We’re lucky in that we live right next to a large park and woodland, and while we’ve been blessed to occasionally see some urban foxes, the odd rabbit and various birds, squirrels are the one thing that can be found throughout the year.

And The Bloke has photographed every single one of them. He’s also harassed the ones in Canon Hill Park – the main park in the city – multiple times. He’s even annoyed the squirrels in London and in Central Park in NYC.
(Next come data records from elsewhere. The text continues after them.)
//! Wire protocol spoken between the server and a hook process: one
//! length-prefixed JSON request, one length-prefixed JSON response.
//! Unknown fields are ignored on decode so either side may grow the
//! schema within a release line.

use std::{fmt, str::FromStr};

use bytes::Bytes;
use futures_util::{SinkExt, StreamExt};
use serde::{Deserialize, Serialize, de::DeserializeOwned};
use thiserror::Error;
use tokio::io::{AsyncRead, AsyncWrite};
use tokio_util::codec::{Framed, LengthDelimitedCodec};

/// Frame cap shared by both directions of the channel.
pub const DEFAULT_MAX_FRAME_BYTES: usize = 8 * 1024;

#[derive(Debug, Clone, Copy, PartialEq, Eq, Hash, Serialize, Deserialize)]
#[serde(rename_all = "SCREAMING_SNAKE_CASE")]
pub enum HookType {
    PreReceive,
    PostReceive,
}

impl fmt::Display for HookType {
    fn fmt(&self, f: &mut fmt::Formatter<'_>) -> fmt::Result {
        match self {
            Self::PreReceive => write!(f, "pre-receive"),
            Self::PostReceive => write!(f, "post-receive"),
        }
    }
}

#[derive(Debug, Clone, PartialEq, Eq, Error)]
#[error("unknown hook type: {0}")]
pub struct ParseHookTypeError(String);

impl FromStr for HookType {
    type Err = ParseHookTypeError;

    fn from_str(value: &str) -> Result<Self, Self::Err> {
        match value {
            "pre-receive" => Ok(Self::PreReceive),
            "post-receive" => Ok(Self::PostReceive),
            other => Err(ParseHookTypeError(other.to_string())),
        }
    }
}

#[derive(Debug, Clone, Copy, PartialEq, Eq, Serialize, Deserialize)]
#[serde(rename_all = "SCREAMING_SNAKE_CASE")]
pub enum Severity {
    Note,
    Error,
}

#[derive(Debug, Clone, PartialEq, Eq, Serialize, Deserialize)]
pub struct HookMessage {
    pub severity: Severity,
    pub text: String,
}

impl HookMessage {
    pub fn note(text: impl Into<String>) -> Self {
        Self {
            severity: Severity::Note,
            text: text.into(),
        }
    }

    pub fn error(text: impl Into<String>) -> Self {
        Self {
            severity: Severity::Error,
            text: text.into(),
        }
    }
}

#[derive(Debug, Clone, Serialize, Deserialize)]
pub struct HookRequest {
    pub secret: String,
    pub hook_type: HookType,
    pub transaction_id: String,
    pub repository_id: String,
    pub challenge: String,
    pub node: Option<String>,
}

#[derive(Debug, Clone, PartialEq, Eq, Serialize, Deserialize)]
pub struct HookResponse {
    pub abort: bool,
    pub messages: Vec<HookMessage>,
}

impl HookResponse {
    /// The operation may proceed; carries whatever the listeners said.
    pub fn accepted(messages: Vec<HookMessage>) -> Self {
        Self {
            abort: false,
            messages,
        }
    }

    /// The operation must be rejected. Listener messages keep their
    /// order and exactly one terminal ERROR is appended after them.
    pub fn aborted(mut messages: Vec<HookMessage>, terminal: impl Into<String>) -> Self {
        messages.push(HookMessage::error(terminal));
        Self {
            abort: true,
            messages,
        }
    }
}

#[derive(Debug, Error)]
pub enum ProtocolError {
    #[error("hook channel i/o failed")]
    Io(#[from] std::io::Error),
    #[error("malformed hook frame")]
    Decode(#[from] serde_json::Error),
    #[error("hook channel closed before a full frame arrived")]
    ConnectionClosed,
}

pub fn codec(max_frame_bytes: usize) -> LengthDelimitedCodec {
    LengthDelimitedCodec::builder()
        .max_frame_length(max_frame_bytes)
        .new_codec()
}

pub async fn send<S, T>(
    framed: &mut Framed<S, LengthDelimitedCodec>,
    value: &T,
) -> Result<(), ProtocolError>
where
    S: AsyncRead + AsyncWrite + Unpin,
    T: Serialize,
{
    let payload = serde_json::to_vec(value)?;
    framed.send(Bytes::from(payload)).await?;
    Ok(())
}

pub async fn receive<S, T>(framed: &mut Framed<S, LengthDelimitedCodec>) -> Result<T, ProtocolError>
where
    S: AsyncRead + AsyncWrite + Unpin,
    T: DeserializeOwned,
{
    let Some(frame) = framed.next().await else {
        return Err(ProtocolError::ConnectionClosed);
    };
    let frame = frame?;
    Ok(serde_json::from_slice(&frame)?)
}

#[cfg(test)]
mod tests {
    use super::*;

    fn request() -> HookRequest {
        HookRequest {
            secret: "s3cr3t".to_string(),
            hook_type: HookType::PostReceive,
            transaction_id: "ti21".to_string(),
            repository_id: "42".to_string(),
            challenge: "ch4ll3ng3".to_string(),
            node: Some("abc".to_string()),
        }
    }

    #[tokio::test]
    async fn request_round_trips_over_a_framed_stream() {
        let (client, server) = tokio::io::duplex(4096);
        let mut sending = Framed::new(client, codec(DEFAULT_MAX_FRAME_BYTES));
        let mut receiving = Framed::new(server, codec(DEFAULT_MAX_FRAME_BYTES));

        send(&mut sending, &request()).await.unwrap();
        let decoded: HookRequest = receive(&mut receiving).await.unwrap();

        assert_eq!(decoded.repository_id, "42");
        assert_eq!(decoded.hook_type, HookType::PostReceive);
        assert_eq!(decoded.node.as_deref(), Some("abc"));
    }

    #[tokio::test]
    async fn oversized_frames_are_rejected_on_receive() {
        let (client, server) = tokio::io::duplex(4096);
        let mut sending = Framed::new(client, codec(DEFAULT_MAX_FRAME_BYTES));
        let mut receiving = Framed::new(server, codec(64));

        send(&mut sending, &request()).await.unwrap();
        let decoded: Result<HookRequest, _> = receive(&mut receiving).await;

        assert!(matches!(decoded, Err(ProtocolError::Io(_))));
    }

    #[test]
    fn unknown_fields_are_ignored_and_node_is_optional() {
        let raw = r#"{
            "secret": "s",
            "hook_type": "PRE_RECEIVE",
            "transaction_id": "t",
            "repository_id": "r",
            "challenge": "c",
            "flux_capacitor": true
        }"#;
        let decoded: HookRequest = serde_json::from_str(raw).unwrap();
        assert_eq!(decoded.hook_type, HookType::PreReceive);
        assert!(decoded.node.is_none());
    }

    #[test]
    fn wire_names_are_stable() {
        assert_eq!(
            serde_json::to_string(&HookType::PreReceive).unwrap(),
            "\"PRE_RECEIVE\""
        );
        assert_eq!(
            serde_json::to_string(&HookType::PostReceive).unwrap(),
            "\"POST_RECEIVE\""
        );
        assert_eq!(serde_json::to_string(&Severity::Note).unwrap(), "\"NOTE\"");
        assert_eq!(serde_json::to_string(&Severity::Error).unwrap(), "\"ERROR\"");
    }

    #[test]
    fn hook_types_parse_from_cli_names() {
        assert_eq!("pre-receive".parse::<HookType>(), Ok(HookType::PreReceive));
        assert_eq!("post-receive".parse::<HookType>(), Ok(HookType::PostReceive));
        assert!("update".parse::<HookType>().is_err());
    }

    #[test]
    fn aborting_appends_exactly_one_terminal_error() {
        let response = HookResponse::aborted(vec![HookMessage::note("Some note")], "unknown error");
        assert!(response.abort);
        assert_eq!(
            response.messages,
            vec![HookMessage::note("Some note"), HookMessage::error("unknown error")]
        );
    }
}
And he’s really good at it. If you live in my area and see a squirrel casually going about it’s day and minding its own business, I can almost guarantee that The Bloke can be found in the distance crouching down and treating that squirrel as if it were Cindy Crawford with his camera. Of all the many things he’s good at when taking photographs, my husband has the ability to make a bog standard squirrel look like it’s had a professional shoot with Annie bloody Leibovitz.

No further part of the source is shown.